BEGIN DATASET ENTRIES

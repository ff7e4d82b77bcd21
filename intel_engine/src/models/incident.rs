//! intel.incident — Memory of every production incident.

use chrono::{DateTime, Utc};
use serde::{Deserialize, Serialize};

use super::Severity;

#[derive(Debug, Clone, Serialize, Deserialize)]
pub struct IncidentRecord {
    pub incident_id: String,
    pub severity: Severity,
    pub description: String,
    pub root_cause_commit: Option<String>,
    pub occurred_at: DateTime<Utc>,
    pub time_to_detect_minutes: Option<i32>,
    /// Risk-pattern tags involved in the incident.
    pub patterns: Vec<String>,
}
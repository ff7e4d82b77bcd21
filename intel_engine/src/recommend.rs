//! Recommendation generation — a pure function of commit, memory, and
//! prediction, evaluated in a fixed rule order so output is deterministic.

use std::collections::BTreeSet;

use crate::models::commit::CommitRecord;
use crate::models::telemetry::SystemState;
use crate::models::Action;
use crate::recall::RecallContext;
use crate::report::{AlertThresholds, MonitoringPlan};
use crate::scorer::Prediction;

/// Categorical deployment action from fused probability.
pub fn decide_action(probability: f64) -> Action {
    if probability >= 0.8 {
        Action::Block
    } else if probability >= 0.6 {
        Action::StagedRollout
    } else if probability >= 0.4 {
        Action::ProceedWithCaution
    } else {
        Action::Proceed
    }
}

/// Ordered, human-readable recommendations. Rule order is fixed:
/// risk tier, pattern-specific, test coverage, temporal, system state,
/// historical, file-specific.
pub fn recommendations(
    commit: &CommitRecord,
    system: &SystemState,
    recall: &RecallContext,
    prediction: &Prediction,
    elevated_error_rate: f64,
) -> Vec<String> {
    let mut recommendations = Vec::new();
    let prob = prediction.probability;

    if prob >= 0.8 {
        recommendations.push("BLOCK DEPLOYMENT - High incident probability".to_string());
    } else if prob >= 0.6 {
        recommendations.push("Use staged/canary rollout".to_string());
    } else if prob >= 0.4 {
        recommendations.push("Deploy with enhanced monitoring".to_string());
    }

    let has = |tag: &str| commit.risky_patterns.iter().any(|p| p == tag);
    if has("auth_logic") {
        recommendations.push("Enable verbose auth logging before deploy".to_string());
    }
    if has("db_migration") {
        recommendations
            .push("Test migration on staging with production data volume".to_string());
    }

    if commit.test_ratio < 0.2 {
        recommendations.push("Low test coverage - add integration tests".to_string());
    }

    if recall.temporal.is_off_hours {
        recommendations.push("Off-hours deploy - ensure on-call coverage".to_string());
    }
    if recall.temporal.is_weekend {
        recommendations.push("Weekend deploy - consider waiting for Monday".to_string());
    }

    if system.error_rate > elevated_error_rate {
        recommendations.push("System already has elevated errors - stabilize first".to_string());
    }

    if !recall.similar_incidents.is_empty() {
        recommendations.push(format!(
            "{} similar incidents in past 90 days - review history",
            recall.similar_incidents.len()
        ));
    }

    if !recall.file_incidents.is_empty() {
        let involved: BTreeSet<&str> = recall
            .file_incidents
            .iter()
            .flat_map(|i| i.involved_files.iter().map(|f| f.as_str()))
            .collect();
        let involved: Vec<&str> = involved.into_iter().collect();
        recommendations.push(format!(
            "HIGH RISK: files [{}] have caused {} recent incidents",
            involved.join(", "),
            recall.file_incidents.len()
        ));
    }

    recommendations
}

/// What to watch after the deploy, how tightly, and for how long.
pub fn monitoring_plan(commit: &CommitRecord, prediction: &Prediction) -> MonitoringPlan {
    let mut watch_metrics = vec![
        "error_rate".to_string(),
        "p95_latency".to_string(),
        "cpu_usage".to_string(),
    ];

    let has = |tag: &str| commit.risky_patterns.iter().any(|p| p == tag);
    if has("auth_logic") {
        watch_metrics.push("auth_failures".to_string());
        watch_metrics.push("unauthorized_attempts".to_string());
    }
    if has("db_migration") {
        watch_metrics.push("db_connection_pool".to_string());
        watch_metrics.push("query_time".to_string());
        watch_metrics.push("deadlocks".to_string());
    }
    if has("api_contract") {
        watch_metrics.push("4xx_errors".to_string());
        watch_metrics.push("5xx_errors".to_string());
        watch_metrics.push("request_validation_errors".to_string());
    }

    // Higher risk tightens alert thresholds.
    let alert_thresholds = if prediction.probability >= 0.7 {
        AlertThresholds {
            error_rate: 0.01,
            latency_increase: 0.10,
        }
    } else if prediction.probability >= 0.4 {
        AlertThresholds {
            error_rate: 0.03,
            latency_increase: 0.20,
        }
    } else {
        AlertThresholds {
            error_rate: 0.05,
            latency_increase: 0.30,
        }
    };

    let duration = if commit.risk_score >= 8.0 {
        "24 hours"
    } else if commit.risk_score >= 6.0 {
        "12 hours"
    } else if commit.risk_score >= 4.0 {
        "6 hours"
    } else {
        "2 hours"
    };

    MonitoringPlan {
        watch_metrics,
        alert_thresholds,
        duration: duration.to_string(),
    }
}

END DATASET ENTRIES

YOUR GOAL: For each record above, output it exactly as written.

WRITTEN REPLY:
repository ff7e4d82b77bcd21
filename intel_engine/src/models/incident.rs
//! intel.incident — Memory of every production incident.

use chrono::{DateTime, Utc};
use serde::{Deserialize, Serialize};

use super::Severity;

#[derive(Debug, Clone, Serialize, Deserialize)]
pub struct IncidentRecord {
    pub incident_id: String,
    pub severity: Severity,
    pub description: String,
    pub root_cause_commit: Option<String>,
    pub occurred_at: DateTime<Utc>,
    pub time_to_detect_minutes: Option<i32>,
    /// Risk-pattern tags involved in the incident.
    pub patterns: Vec<String>,
}
repository ff7e4d82b77bcd21
filename intel_engine/src/recommend.rs
//! Recommendation generation — a pure function of commit, memory, and
//! prediction, evaluated in a fixed rule order so output is deterministic.

use std::collections::BTreeSet;

use crate::models::commit::CommitRecord;
use crate::models::telemetry::SystemState;
use crate::models::Action;
use crate::recall::RecallContext;
use crate::report::{AlertThresholds, MonitoringPlan};
use crate::scorer::Prediction;

/// Categorical deployment action from fused probability.
pub fn decide_action(probability: f64) -> Action {
    if probability >= 0.8 {
        Action::Block
    } else if probability >= 0.6 {
        Action::StagedRollout
    } else if probability >= 0.4 {
        Action::ProceedWithCaution
    } else {
        Action::Proceed
    }
}

/// Ordered, human-readable recommendations. Rule order is fixed:
/// risk tier, pattern-specific, test coverage, temporal, system state,
/// historical, file-specific.
pub fn recommendations(
    commit: &CommitRecord,
    system: &SystemState,
    recall: &RecallContext,
    prediction: &Prediction,
    elevated_error_rate: f64,
) -> Vec<String> {
    let mut recommendations = Vec::new();
    let prob = prediction.probability;

    if prob >= 0.8 {
        recommendations.push("BLOCK DEPLOYMENT - High incident probability".to_string());
    } else if prob >= 0.6 {
        recommendations.push("Use staged/canary rollout".to_string());
    } else if prob >= 0.4 {
        recommendations.push("Deploy with enhanced monitoring".to_string());
    }

    let has = |tag: &str| commit.risky_patterns.iter().any(|p| p == tag);
    if has("auth_logic") {
        recommendations.push("Enable verbose auth logging before deploy".to_string());
    }
    if has("db_migration") {
        recommendations
            .push("Test migration on staging with production data volume".to_string());
    }

    if commit.test_ratio < 0.2 {
        recommendations.push("Low test coverage - add integration tests".to_string());
    }

    if recall.temporal.is_off_hours {
        recommendations.push("Off-hours deploy - ensure on-call coverage".to_string());
    }
    if recall.temporal.is_weekend {
        recommendations.push("Weekend deploy - consider waiting for Monday".to_string());
    }

    if system.error_rate > elevated_error_rate {
        recommendations.push("System already has elevated errors - stabilize first".to_string());
    }

    if !recall.similar_incidents.is_empty() {
        recommendations.push(format!(
            "{} similar incidents in past 90 days - review history",
            recall.similar_incidents.len()
        ));
    }

    if !recall.file_incidents.is_empty() {
        let involved: BTreeSet<&str> = recall
            .file_incidents
            .iter()
            .flat_map(|i| i.involved_files.iter().map(|f| f.as_str()))
            .collect();
        let involved: Vec<&str> = involved.into_iter().collect();
        recommendations.push(format!(
            "HIGH RISK: files [{}] have caused {} recent incidents",
            involved.join(", "),
            recall.file_incidents.len()
        ));
    }

    recommendations
}

/// What to watch after the deploy, how tightly, and for how long.
pub fn monitoring_plan(commit: &CommitRecord, prediction: &Prediction) -> MonitoringPlan {
    let mut watch_metrics = vec![
        "error_rate".to_string(),
        "p95_latency".to_string(),
        "cpu_usage".to_string(),
    ];

    let has = |tag: &str| commit.risky_patterns.iter().any(|p| p == tag);
    if has("auth_logic") {
        watch_metrics.push("auth_failures".to_string());
        watch_metrics.push("unauthorized_attempts".to_string());
    }
    if has("db_migration") {
        watch_metrics.push("db_connection_pool".to_string());
        watch_metrics.push("query_time".to_string());
        watch_metrics.push("deadlocks".to_string());
    }
    if has("api_contract") {
        watch_metrics.push("4xx_errors".to_string());
        watch_metrics.push("5xx_errors".to_string());
        watch_metrics.push("request_validation_errors".to_string());
    }

    // Higher risk tightens alert thresholds.
    let alert_thresholds = if prediction.probability >= 0.7 {
        AlertThresholds {
            error_rate: 0.01,
            latency_increase: 0.10,
        }
    } else if prediction.probability >= 0.4 {
        AlertThresholds {
            error_rate: 0.03,
            latency_increase: 0.20,
        }
    } else {
        AlertThresholds {
            error_rate: 0.05,
            latency_increase: 0.30,
        }
    };

    let duration = if commit.risk_score >= 8.0 {
        "24 hours"
    } else if commit.risk_score >= 6.0 {
        "12 hours"
    } else if commit.risk_score >= 4.0 {
        "6 hours"
    } else {
        "2 hours"
    };

    MonitoringPlan {
        watch_metrics,
        alert_thresholds,
        duration: duration.to_string(),
    }
}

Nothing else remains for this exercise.